WORK ITEM — Copy every line of the data that contains the string "debug".

PROVIDED RECORDS —
-- Opening Marker --
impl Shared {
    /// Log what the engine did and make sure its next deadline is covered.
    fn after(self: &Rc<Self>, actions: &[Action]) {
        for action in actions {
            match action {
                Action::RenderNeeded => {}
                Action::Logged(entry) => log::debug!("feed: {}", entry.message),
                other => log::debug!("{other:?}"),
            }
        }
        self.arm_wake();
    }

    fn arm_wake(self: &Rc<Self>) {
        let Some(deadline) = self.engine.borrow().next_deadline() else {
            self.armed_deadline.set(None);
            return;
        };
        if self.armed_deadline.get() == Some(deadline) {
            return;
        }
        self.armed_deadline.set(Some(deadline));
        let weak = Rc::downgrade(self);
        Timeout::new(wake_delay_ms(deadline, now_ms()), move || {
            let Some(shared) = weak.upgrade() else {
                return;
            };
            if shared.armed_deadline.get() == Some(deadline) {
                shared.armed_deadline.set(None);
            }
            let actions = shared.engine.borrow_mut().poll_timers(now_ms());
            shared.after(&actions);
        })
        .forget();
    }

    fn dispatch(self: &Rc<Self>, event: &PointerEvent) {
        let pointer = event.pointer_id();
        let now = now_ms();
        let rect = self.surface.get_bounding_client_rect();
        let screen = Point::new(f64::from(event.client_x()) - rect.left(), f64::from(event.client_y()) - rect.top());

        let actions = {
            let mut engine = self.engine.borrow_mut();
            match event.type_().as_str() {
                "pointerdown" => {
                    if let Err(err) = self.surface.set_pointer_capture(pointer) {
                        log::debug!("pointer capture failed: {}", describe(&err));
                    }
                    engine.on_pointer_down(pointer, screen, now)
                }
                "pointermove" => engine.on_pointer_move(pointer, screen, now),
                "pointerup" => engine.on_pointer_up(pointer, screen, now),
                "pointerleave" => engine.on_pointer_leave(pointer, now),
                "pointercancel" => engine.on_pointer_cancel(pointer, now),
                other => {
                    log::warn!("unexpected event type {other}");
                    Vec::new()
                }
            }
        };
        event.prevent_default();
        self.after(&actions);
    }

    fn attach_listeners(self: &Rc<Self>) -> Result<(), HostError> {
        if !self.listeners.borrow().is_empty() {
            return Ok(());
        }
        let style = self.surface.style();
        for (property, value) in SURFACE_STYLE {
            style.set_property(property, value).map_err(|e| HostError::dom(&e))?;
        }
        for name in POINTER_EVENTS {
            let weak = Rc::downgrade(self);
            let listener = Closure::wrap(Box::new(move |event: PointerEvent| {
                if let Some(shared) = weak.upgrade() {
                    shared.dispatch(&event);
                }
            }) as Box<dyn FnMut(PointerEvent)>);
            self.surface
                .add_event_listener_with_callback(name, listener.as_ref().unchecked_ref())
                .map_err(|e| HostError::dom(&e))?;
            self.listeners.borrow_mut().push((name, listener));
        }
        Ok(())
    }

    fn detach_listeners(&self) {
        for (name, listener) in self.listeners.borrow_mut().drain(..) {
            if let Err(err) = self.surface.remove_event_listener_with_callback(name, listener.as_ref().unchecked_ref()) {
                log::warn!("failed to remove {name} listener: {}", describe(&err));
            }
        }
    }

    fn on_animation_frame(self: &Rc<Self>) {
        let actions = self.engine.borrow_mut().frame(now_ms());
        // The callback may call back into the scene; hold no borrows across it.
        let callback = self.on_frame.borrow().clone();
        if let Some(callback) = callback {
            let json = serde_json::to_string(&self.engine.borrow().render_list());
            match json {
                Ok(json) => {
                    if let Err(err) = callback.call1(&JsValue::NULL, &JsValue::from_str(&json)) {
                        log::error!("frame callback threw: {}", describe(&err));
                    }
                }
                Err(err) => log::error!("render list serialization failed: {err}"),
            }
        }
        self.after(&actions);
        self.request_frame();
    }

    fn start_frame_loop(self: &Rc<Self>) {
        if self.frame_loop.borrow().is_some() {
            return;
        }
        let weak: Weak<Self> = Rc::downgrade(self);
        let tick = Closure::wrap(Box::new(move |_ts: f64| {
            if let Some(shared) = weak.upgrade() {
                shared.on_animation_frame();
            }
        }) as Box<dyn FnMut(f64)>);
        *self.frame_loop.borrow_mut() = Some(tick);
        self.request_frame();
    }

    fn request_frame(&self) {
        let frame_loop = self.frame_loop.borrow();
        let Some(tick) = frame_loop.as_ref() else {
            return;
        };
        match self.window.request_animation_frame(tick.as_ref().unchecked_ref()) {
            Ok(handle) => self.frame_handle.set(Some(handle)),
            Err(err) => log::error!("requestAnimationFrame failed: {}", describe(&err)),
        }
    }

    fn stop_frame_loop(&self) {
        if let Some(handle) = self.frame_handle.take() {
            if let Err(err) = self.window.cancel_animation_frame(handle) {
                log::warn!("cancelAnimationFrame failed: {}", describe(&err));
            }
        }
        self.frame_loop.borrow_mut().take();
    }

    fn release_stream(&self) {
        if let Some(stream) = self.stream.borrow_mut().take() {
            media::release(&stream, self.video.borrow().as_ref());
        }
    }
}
-- Closing Marker --
RESPONSE TO THIS TASK —
                Action::Logged(entry) => log::debug!("feed: {}", entry.message),
                other => log::debug!("{other:?}"),
                        log::debug!("pointer capture failed: {}", describe(&err));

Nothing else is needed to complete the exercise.